=== Entries shown ===
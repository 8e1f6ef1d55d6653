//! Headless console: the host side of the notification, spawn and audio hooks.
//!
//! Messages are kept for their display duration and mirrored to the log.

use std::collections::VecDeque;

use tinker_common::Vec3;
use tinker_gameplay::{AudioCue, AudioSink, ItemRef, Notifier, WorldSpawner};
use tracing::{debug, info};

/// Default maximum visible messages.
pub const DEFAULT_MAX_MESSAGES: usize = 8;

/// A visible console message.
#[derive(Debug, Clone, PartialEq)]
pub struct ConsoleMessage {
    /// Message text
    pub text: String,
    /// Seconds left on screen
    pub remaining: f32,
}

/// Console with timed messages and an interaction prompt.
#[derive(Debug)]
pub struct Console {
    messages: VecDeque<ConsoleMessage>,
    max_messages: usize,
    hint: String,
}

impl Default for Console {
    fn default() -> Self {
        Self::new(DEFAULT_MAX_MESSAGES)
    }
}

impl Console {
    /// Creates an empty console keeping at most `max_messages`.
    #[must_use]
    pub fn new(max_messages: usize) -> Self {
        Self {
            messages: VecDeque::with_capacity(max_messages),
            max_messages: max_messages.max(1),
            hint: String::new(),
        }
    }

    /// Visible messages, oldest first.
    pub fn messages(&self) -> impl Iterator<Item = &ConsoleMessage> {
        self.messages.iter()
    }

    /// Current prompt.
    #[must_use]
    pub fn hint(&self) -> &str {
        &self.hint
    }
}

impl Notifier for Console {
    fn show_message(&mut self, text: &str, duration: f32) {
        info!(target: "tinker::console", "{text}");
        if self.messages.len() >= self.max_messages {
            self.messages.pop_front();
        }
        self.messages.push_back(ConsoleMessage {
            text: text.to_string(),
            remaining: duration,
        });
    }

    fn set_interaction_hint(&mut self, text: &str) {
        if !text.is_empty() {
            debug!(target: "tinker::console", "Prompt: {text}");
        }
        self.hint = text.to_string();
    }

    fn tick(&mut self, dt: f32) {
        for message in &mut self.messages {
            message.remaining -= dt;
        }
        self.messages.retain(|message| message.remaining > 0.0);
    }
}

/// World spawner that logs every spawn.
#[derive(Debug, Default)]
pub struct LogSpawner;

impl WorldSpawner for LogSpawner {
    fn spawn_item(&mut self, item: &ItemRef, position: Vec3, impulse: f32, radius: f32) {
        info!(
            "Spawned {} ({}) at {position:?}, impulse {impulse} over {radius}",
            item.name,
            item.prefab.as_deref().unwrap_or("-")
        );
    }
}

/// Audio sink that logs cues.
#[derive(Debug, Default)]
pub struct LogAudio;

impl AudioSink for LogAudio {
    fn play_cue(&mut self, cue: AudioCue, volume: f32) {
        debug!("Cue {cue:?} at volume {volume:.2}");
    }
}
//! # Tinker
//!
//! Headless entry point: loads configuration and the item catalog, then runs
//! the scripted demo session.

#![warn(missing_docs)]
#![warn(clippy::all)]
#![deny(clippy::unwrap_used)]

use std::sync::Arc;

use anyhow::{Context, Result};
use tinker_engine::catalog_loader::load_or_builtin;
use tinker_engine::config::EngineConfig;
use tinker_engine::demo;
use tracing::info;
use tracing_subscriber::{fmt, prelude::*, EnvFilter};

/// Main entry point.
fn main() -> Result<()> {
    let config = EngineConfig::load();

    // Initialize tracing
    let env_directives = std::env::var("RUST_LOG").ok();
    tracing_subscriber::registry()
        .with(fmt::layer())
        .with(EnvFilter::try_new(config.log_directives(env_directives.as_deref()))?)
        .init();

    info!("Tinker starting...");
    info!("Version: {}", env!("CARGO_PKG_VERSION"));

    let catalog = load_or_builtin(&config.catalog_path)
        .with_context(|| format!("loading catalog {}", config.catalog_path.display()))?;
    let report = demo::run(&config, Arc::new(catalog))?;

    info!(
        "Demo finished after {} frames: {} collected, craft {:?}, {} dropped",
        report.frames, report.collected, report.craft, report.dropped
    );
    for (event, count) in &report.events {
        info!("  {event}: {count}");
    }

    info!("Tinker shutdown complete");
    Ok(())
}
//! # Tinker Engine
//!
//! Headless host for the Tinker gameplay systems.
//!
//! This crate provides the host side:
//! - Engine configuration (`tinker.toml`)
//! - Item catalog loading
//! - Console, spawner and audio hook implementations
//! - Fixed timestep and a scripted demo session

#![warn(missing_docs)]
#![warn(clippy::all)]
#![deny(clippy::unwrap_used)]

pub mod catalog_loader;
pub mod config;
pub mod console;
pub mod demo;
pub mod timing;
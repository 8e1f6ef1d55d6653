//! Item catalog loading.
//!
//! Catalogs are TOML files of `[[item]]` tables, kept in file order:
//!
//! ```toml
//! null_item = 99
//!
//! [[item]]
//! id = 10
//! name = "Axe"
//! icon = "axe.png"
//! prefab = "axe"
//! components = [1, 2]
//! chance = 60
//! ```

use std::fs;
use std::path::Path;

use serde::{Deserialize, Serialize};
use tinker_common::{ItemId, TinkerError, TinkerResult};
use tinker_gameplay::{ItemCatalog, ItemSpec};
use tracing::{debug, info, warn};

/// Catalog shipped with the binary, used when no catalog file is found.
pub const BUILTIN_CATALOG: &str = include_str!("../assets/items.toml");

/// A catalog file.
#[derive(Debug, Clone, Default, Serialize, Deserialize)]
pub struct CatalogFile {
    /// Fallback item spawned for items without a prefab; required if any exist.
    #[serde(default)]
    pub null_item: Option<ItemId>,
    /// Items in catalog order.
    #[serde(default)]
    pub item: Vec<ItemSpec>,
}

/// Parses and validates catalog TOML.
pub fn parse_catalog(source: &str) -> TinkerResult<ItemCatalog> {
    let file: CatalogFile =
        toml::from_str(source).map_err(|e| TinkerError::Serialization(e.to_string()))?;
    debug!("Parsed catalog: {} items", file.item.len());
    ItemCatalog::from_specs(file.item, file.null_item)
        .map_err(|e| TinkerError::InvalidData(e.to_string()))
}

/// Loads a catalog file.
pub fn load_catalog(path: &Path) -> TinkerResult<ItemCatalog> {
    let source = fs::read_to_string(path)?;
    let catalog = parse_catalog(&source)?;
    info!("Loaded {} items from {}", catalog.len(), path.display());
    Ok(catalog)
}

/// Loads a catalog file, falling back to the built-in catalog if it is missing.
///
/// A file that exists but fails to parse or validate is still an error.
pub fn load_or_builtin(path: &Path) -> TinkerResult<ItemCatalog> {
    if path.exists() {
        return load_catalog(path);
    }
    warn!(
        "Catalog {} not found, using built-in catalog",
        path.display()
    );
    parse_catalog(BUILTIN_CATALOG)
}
===
What the task requires: From the records above, return each line where "remaining" occurs.

Answer to this problem:
    pub remaining: f32,
            remaining: duration,
            message.remaining -= dt;
        self.messages.retain(|message| message.remaining > 0.0);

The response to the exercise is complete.